Âge tendre, Clémentine Beauvais, Sarbacane

Âge tendre, Clémentine Beauvais, Sarbacane

Dans cette comédie mélancolique écrite sous la forme d’un journal de stage, il est beaucoup question de mémoire mais aussi de Françoise Hardy…

Depuis Songe à la douceur, entièrement écrit en vers libres, Clémentine Beauvais a dévoilé son goût pour les recherches stylistiques afin de trouver la forme qui servira le mieux son histoire.

Un nouveau roman en mode journal de stage ? Why not… L’idée audacieuse fait même sourire au début, puis elle effraie un peu. Lire des mots-clefs qui sonnent creux sur un ton administratif pendant 378 pages, ça risque de lasser, non ? Heureusement, il y a quelque chose entre les premières lignes de Valentin Lemonnier, stagiaire de 15 ans, qui rassure très vite sur la suite des événements.

PODCAST. Ecouter également le quatrième épisode de la série Entre les lignes avec Clémentine Beauvais.

Un futur proche et alternatif

Difficile de dater le roman. Disons qu’il se situe dans un futur proche et alternatif. La présidente de la République a décidé que tous les élèves, après leur troisième, devaient effectuer un Service civique obligatoire (SCO pour les intimes) avant de rentrer en lycée.

Cette année-là, Valentin Lemonnier fait partie de la cohorte et il apprécie moyennement l’idée de devoir quitter le cocon familial pendant dix mois. Lui qui avait mis dans ses préférences une région facilement accessible du Tarn (il habite Albi) et une structure culturelle, il se retrouve à Boulogne-sur-Mer (Pas-de-Calais) dans une sorte d’EHPAD spécialisé dans la démence. Ah ! Les joies de l’administration numérisée…

Un stage inoubliable

Le garçon, désarçonné et muni d’un guide de survie au Service civique obligatoire, se retrouve au milieu ses pairs (5 en tout) dans une maisonnette boulonnaise et commence à rédiger son journal de stage, histoire de ne rien oublier de cette année… inoubliable à plus d’un titre :

  • Sa plongée dans les années 1960-1970 (en version dorée puisque les sujets fâcheux sont volontairement occultés) via la section B de l’unité Mnémosyne dans laquelle il effectue son stage. Elle accueille des personnes atteintes de démence qui avaient une vingtaine d’années dans les années yé-yé.
  • Sa rencontre discographique avec Françoise Hardy grâce à sa première mission qui consistait à envoyer à une résidente un courrier lui disant que, non, Françoise Hardy ne viendra pas chanter (trop cruel pour Valentin… Mission en partie ratée).
  • Son amitié avec Sola, sa tutrice et l’histoire d’amour de cette dernière qui le bouleverse.
  • Sa découverte de la Côte d’Opale… très belle avec ses mouettes et ses falaises blanches britanniques à l’horizon.
  • Sa relation avec les résidents ultra-attachants à la mémoire chancelante qui ont chacun leur façon de perdre la tête.
  • Sa métamorphose : au bout d’un an, Valentin n’écrit plus carré.

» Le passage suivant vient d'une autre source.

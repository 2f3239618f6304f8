// Copyright 2024. The Tari Project
//
// Redistribution and use in source and binary forms, with or without modification, are permitted provided that the
// following conditions are met:
//
// 1. Redistributions of source code must retain the above copyright notice, this list of conditions and the following
// disclaimer.
//
// 2. Redistributions in binary form must reproduce the above copyright notice, this list of conditions and the
// following disclaimer in the documentation and/or other materials provided with the distribution.
//
// 3. Neither the name of the copyright holder nor the names of its contributors may be used to endorse or promote
// products derived from this software without specific prior written permission.
//
// THIS SOFTWARE IS PROVIDED BY THE COPYRIGHT HOLDERS AND CONTRIBUTORS "AS IS" AND ANY EXPRESS OR IMPLIED WARRANTIES,
// INCLUDING, BUT NOT LIMITED TO, THE IMPLIED WARRANTIES OF MERCHANTABILITY AND FITNESS FOR A PARTICULAR PURPOSE ARE
// DISCLAIMED. IN NO EVENT SHALL THE COPYRIGHT HOLDER OR CONTRIBUTORS BE LIABLE FOR ANY DIRECT, INDIRECT, INCIDENTAL,
// SPECIAL, EXEMPLARY, OR CONSEQUENTIAL DAMAGES (INCLUDING, BUT NOT LIMITED TO, PROCUREMENT OF SUBSTITUTE GOODS OR
// SERVICES; LOSS OF USE, DATA, OR PROFITS; OR BUSINESS INTERRUPTION) HOWEVER CAUSED AND ON ANY THEORY OF LIABILITY,
// WHETHER IN CONTRACT, STRICT LIABILITY, OR TORT (INCLUDING NEGLIGENCE OR OTHERWISE) ARISING IN ANY WAY OUT OF THE
// USE OF THIS SOFTWARE, EVEN IF ADVISED OF THE POSSIBILITY OF SUCH DAMAGE.

use bitcann_common_types::{
    amount::Satoshis,
    token::{NftCapability, TokenCategory, TokenData},
};
use bitcann_script::LockingBytecode;

use crate::{
    covenants::{commitment::expect_nft, error::Side, CovenantError},
    transactions::transaction_components::{Transaction, TransactionInput, TransactionOutput},
};

/// An NFT held by the Registry at a given input or output
#[derive(Debug, Clone, Copy)]
pub struct HeldNft<'a> {
    pub output: &'a TransactionOutput,
    pub token: &'a TokenData,
    pub commitment: &'a [u8],
}

/// Everything a covenant can introspect: the spending transaction, the outputs its inputs spend and the index of
/// the input whose locking bytecode is being evaluated.
#[derive(Debug, Clone, Copy)]
pub struct CovenantContext<'a> {
    transaction: &'a Transaction,
    source_outputs: &'a [TransactionOutput],
    input_index: usize,
}

impl<'a> CovenantContext<'a> {
    pub fn new(transaction: &'a Transaction, source_outputs: &'a [TransactionOutput], input_index: usize) -> Self {
        Self {
            transaction,
            source_outputs,
            input_index,
        }
    }

    pub fn transaction(&self) -> &'a Transaction {
        self.transaction
    }

    pub fn input_index(&self) -> usize {
        self.input_index
    }

    pub fn input_count(&self) -> usize {
        self.transaction.inputs.len()
    }

    pub fn output_count(&self) -> usize {
        self.transaction.outputs.len()
    }

    pub fn input(&self, index: usize) -> Result<&'a TransactionInput, CovenantError> {
        self.transaction.inputs.get(index).ok_or(CovenantError::Missing {
            side: Side::Input,
            index,
        })
    }

    /// The output spent by input `index`
    pub fn source_output(&self, index: usize) -> Result<&'a TransactionOutput, CovenantError> {
        self.source_outputs.get(index).ok_or(CovenantError::Missing {
            side: Side::Input,
            index,
        })
    }

    pub fn output(&self, index: usize) -> Result<&'a TransactionOutput, CovenantError> {
        self.transaction.outputs.get(index).ok_or(CovenantError::Missing {
            side: Side::Output,
            index,
        })
    }

    fn side(&self, side: Side, index: usize) -> Result<&'a TransactionOutput, CovenantError> {
        match side {
            Side::Input => self.source_output(index),
            Side::Output => self.output(index),
        }
    }

    pub fn active_locking_bytecode(&self) -> Result<&'a LockingBytecode, CovenantError> {
        Ok(&self.source_output(self.input_index)?.locking_bytecode)
    }

    pub fn sequence_number(&self, index: usize) -> Result<u32, CovenantError> {
        Ok(self.input(index)?.sequence_number)
    }

    pub fn require_active_input(&self, expected: usize) -> Result<(), CovenantError> {
        if self.input_index != expected {
            return Err(CovenantError::WrongActiveInput {
                expected,
                actual: self.input_index,
            });
        }
        Ok(())
    }

    pub fn require_input_count(&self, expected: usize) -> Result<(), CovenantError> {
        if self.input_count() != expected {
            return Err(CovenantError::InputCount {
                expected,
                actual: self.input_count(),
            });
        }
        Ok(())
    }

    pub fn require_output_count(&self, min: usize, max: usize) -> Result<(), CovenantError> {
        let actual = self.output_count();
        if actual < min || actual > max {
            return Err(CovenantError::OutputCount { min, max, actual });
        }
        Ok(())
    }

    pub fn require_no_token(&self, side: Side, index: usize) -> Result<(), CovenantError> {
        if self.side(side, index)?.token.is_some() {
            return Err(CovenantError::UnexpectedToken { side, index });
        }
        Ok(())
    }

    /// The Registry is always spent at input 0
    pub fn registry_locking_bytecode(&self) -> Result<&'a LockingBytecode, CovenantError> {
        Ok(&self.source_output(0)?.locking_bytecode)
    }

    /// The name category, taken from the thread capsule at input 0
    pub fn registry_category(&self) -> Result<TokenCategory, CovenantError> {
        self.source_output(0)?
            .token_category()
            .ok_or(CovenantError::MissingThreadCapsule)
    }

    /// Checks that `side` `index` is locked by the Registry and holds an NFT of the name category with the given
    /// capability
    pub fn registry_nft(
        &self,
        side: Side,
        index: usize,
        capability: NftCapability,
    ) -> Result<HeldNft<'a>, CovenantError> {
        let output = self.side(side, index)?;
        if &output.locking_bytecode != self.registry_locking_bytecode()? {
            return Err(CovenantError::WrongLockingBytecode {
                side,
                index,
                expected: "the Registry",
            });
        }
        self.category_nft(side, index, capability)
    }

    /// Checks that `side` `index` holds an NFT of the name category with the given capability, wherever it is locked
    pub fn category_nft(
        &self,
        side: Side,
        index: usize,
        capability: NftCapability,
    ) -> Result<HeldNft<'a>, CovenantError> {
        let output = self.side(side, index)?;
        let category = self.registry_category()?;
        let token = match &output.token {
            Some(token) if token.category == category => token,
            _ => return Err(CovenantError::WrongCategory { side, index }),
        };
        let commitment = expect_nft(token, capability).map_err(CovenantError::invalid_nft(side, index))?;
        Ok(HeldNft {
            output,
            token,
            commitment,
        })
    }

    /// Every auxiliary contract is spent at input 1 and must recreate itself, without a token, at output 1
    pub fn require_contract_thread(&self) -> Result<(), CovenantError> {
        self.require_active_input(1)?;
        let own = self.active_locking_bytecode()?;
        if &self.output(1)?.locking_bytecode != own {
            return Err(CovenantError::NotPreserved {
                index: 1,
                input: 1,
                field: "locking bytecode",
            });
        }
        self.require_no_token(Side::Output, 1)
    }

    /// Checks that the token amount of output `index` equals `expected`
    pub fn require_token_amount(&self, index: usize, expected: u64) -> Result<(), CovenantError> {
        let actual = self.output(index)?.token_amount();
        if actual != expected {
            return Err(CovenantError::TokenAmountMismatch {
                index,
                expected,
                actual,
            });
        }
        Ok(())
    }

    pub fn require_value(&self, index: usize, expected: Satoshis) -> Result<(), CovenantError> {
        let actual = self.output(index)?.value;
        if actual != expected {
            return Err(CovenantError::ValueMismatch {
                index,
                expected,
                actual,
            });
        }
        Ok(())
    }

    pub fn require_commitment(&self, index: usize, expected: &[u8]) -> Result<(), CovenantError> {
        let actual = self.output(index)?.nft_commitment().unwrap_or_default();
        if actual != expected {
            return Err(CovenantError::CommitmentMismatch {
                index,
                expected: hex::encode(expected),
                actual: hex::encode(actual),
            });
        }
        Ok(())
    }

    /// Output `index` must be an exact copy of the output spent by input `input`
    pub fn require_passthrough(&self, index: usize, input: usize) -> Result<(), CovenantError> {
        let source = self.source_output(input)?;
        let output = self.output(index)?;
        let field = if output.locking_bytecode != source.locking_bytecode {
            "locking bytecode"
        } else if output.token_category() != source.token_category() {
            "token category"
        } else if output.nft_capability() != source.nft_capability() {
            "NFT capability"
        } else if output.nft_commitment() != source.nft_commitment() {
            "NFT commitment"
        } else if output.token_amount() != source.token_amount() {
            "token amount"
        } else if output.value != source.value {
            "value"
        } else {
            return Ok(());
        };
        Err(CovenantError::NotPreserved { index, input, field })
    }
}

Un humour teinté de mélancolie

Le journal de stage que lit le lecteur est donc terminé et agrémenté de notes rétrospectives. Elles donnent une dimension réflexive… et humoristique aussi car Valentin a une façon bien à lui de relater les événements en temps 2, comme en temps 1, mais entre-temps, il a arrondi son écriture.

382 pages, 17 €.
392 pages, 17 €.

Entre les pages, la mémoire est omniprésente à travers trois histoires qui s’entremêlent. Celle de Valentin, celle de Sola et celles des résidents et leurs soignants : trois pertes à des degrés divers et trois deuils plus ou moins impossibles.

Et cette question centrale : comment sauvegarder les souvenirs ? Les oublier terrifie… Le sujet est plutôt grave et sérieux mais il est traité avec le talent de l’autrice, sa fantaisie et son humour teinté, ici, de mélancolie. Le tout en fait une lecture mémorable.